Purchasing properties as a real estate investment with the intent of quickly reselling the property is commonly referred to as flipping. This is achieved through either a hot real estate market, where property prices are appreciating rapidly, or by completing home renovations or capital improvements to increase the property’s value.
Wholesaling properties is when an investor purchases a property and then resells the property to another investor, often before the first contract closes. The investor does not need to hold a real estate license to wholesale. Income is made by finding the best home deals and then selling the opportunities to other investors that are willing to purchase and renovate the property for a future rental or flip.
Flipping, Wholesaling, and UBIT
The IRS addresses the issue of wholesaling and flipping but is not specific about the official definition and where the line is drawn. This is a significant gray area because if the investor is determined to be in the business of flipping or wholesaling properties, even in the context of an IRA, the full amount of the investment can be considered an unrelated business activity, rather than the more common debt financed scenario outlined throughout this site. This could place the tax-exempt status of the IRA in jeopardy.
If the IRS determines that the investor is flipping or wholesaling properties with enough frequency and volume, the investor could be considered to be operating a trade or running a business, rather than as an average retirement investor. All income would then be considered unrelated to the sole purpose of the IRA, which is to build a retirement fund. In essence, they may determine that you are in the business of flipping or wholesaling real estate instead of using real estate as an avenue to build for retirement.
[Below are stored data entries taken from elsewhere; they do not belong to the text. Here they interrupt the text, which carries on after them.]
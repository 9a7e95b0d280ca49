//! Per-account collection registry.

use std::collections::BTreeMap;
use std::sync::Arc;

use tracing::{info, warn};
use wsync_store::{Collection, RecordStore, StoreResult};
use wsync_types::{AccountId, Timestamp};

/// Collection names every account has, whether or not it ever wrote to them.
pub const BUILTIN_COLLECTIONS: [&str; 10] = [
    "clients",
    "crypto",
    "forms",
    "history",
    "keys",
    "meta",
    "bookmarks",
    "prefs",
    "tabs",
    "passwords",
];

/// Returns `true` if `name` is one of the built-in collection names.
pub fn is_builtin(name: &str) -> bool {
    BUILTIN_COLLECTIONS.contains(&name)
}

/// Manages named collections per account and aggregates their statistics.
pub struct CollectionRegistry {
    store: Arc<dyn RecordStore>,
    delete_attempts: u32,
}

impl CollectionRegistry {
    pub fn new(store: Arc<dyn RecordStore>, delete_attempts: u32) -> Self {
        Self {
            store,
            delete_attempts: delete_attempts.max(1),
        }
    }

    /// Return the collection `name` for `account`, creating it on first use.
    /// Concurrent callers always get the same collection.
    pub fn get_or_create(&self, account: &AccountId, name: &str) -> StoreResult<Collection> {
        self.store.get_or_create_collection(account, name)
    }

    /// Look up a collection without creating it.
    pub fn get(&self, account: &AccountId, name: &str) -> StoreResult<Option<Collection>> {
        self.store.collection_by_name(account, name)
    }

    /// All collections `account` has materialized, sorted by name.
    pub fn list(&self, account: &AccountId) -> StoreResult<Vec<Collection>> {
        self.store.collections(account)
    }

    /// Delete a collection and every record it owns.
    ///
    /// The cascade is the store's single atomic `remove_collection`, so a
    /// failed call leaves the collection and its records untouched.
    /// Transient failures are retried up to the configured attempt count;
    /// the last failure is returned. Returns `true` if the collection existed.
    pub fn delete(&self, collection: &Collection) -> StoreResult<bool> {
        let mut attempt = 1;
        loop {
            match self.store.remove_collection(&collection.id) {
                Ok(existed) => {
                    info!(collection = %collection.id, name = %collection.name, attempt, existed, "collection deleted");
                    return Ok(existed);
                }
                Err(e) if e.is_transient() && attempt < self.delete_attempts => {
                    warn!(collection = %collection.id, attempt, error = %e, "collection delete failed; retrying");
                    attempt += 1;
                }
                Err(e) => return Err(e),
            }
        }
    }

    /// Last-modified time per collection name. Built-in names are always
    /// present, with [`Timestamp::ZERO`] when they hold no records.
    pub fn get_timestamps(&self, account: &AccountId) -> StoreResult<BTreeMap<String, Timestamp>> {
        let mut out: BTreeMap<String, Timestamp> = BUILTIN_COLLECTIONS
            .iter()
            .map(|name| (name.to_string(), Timestamp::ZERO))
            .collect();
        for collection in self.store.collections(account)? {
            let latest = self.store.latest_modified(&collection.id)?;
            out.insert(collection.name, latest.unwrap_or(Timestamp::ZERO));
        }
        Ok(out)
    }

    /// Record count per collection name. Built-in names are always present.
    pub fn get_counts(&self, account: &AccountId) -> StoreResult<BTreeMap<String, u64>> {
        let mut out: BTreeMap<String, u64> = BUILTIN_COLLECTIONS
            .iter()
            .map(|name| (name.to_string(), 0))
            .collect();
        for collection in self.store.collections(account)? {
            let count = self.store.count(&collection.id)?;
            out.insert(collection.name, count);
        }
        Ok(out)
    }
}

impl std::fmt::Debug for CollectionRegistry {
    fn fmt(&self, f: &mut std::fmt::Formatter<'_>) -> std::fmt::Result {
        f.debug_struct("CollectionRegistry")
            .field("delete_attempts", &self.delete_attempts)
            .finish()
    }
}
An occasional real estate investor who buys a home or two in a given year is likely to be deemed as an investor building a retirement fund. An investor who purchases a home with their IRA and then rents it out and holds the asset is generally considered a retirement investor, not a business. If the investor is considered to be building their retirement fund then UBIT is only considered on any debt financed portion of a property purchase.
Essentially, the primary litmus test for wholesalers and rehabbers comes down to the frequency and volume of the real estate transactions. Investing your IRA in a few properties per year in order to build your retirement fund generally will not incur UBIT, but an investor who uses their IRA to wholesale or flip 10 properties per year, for example, is more likely for the IRS to deem as operating a business unrelated to the IRA.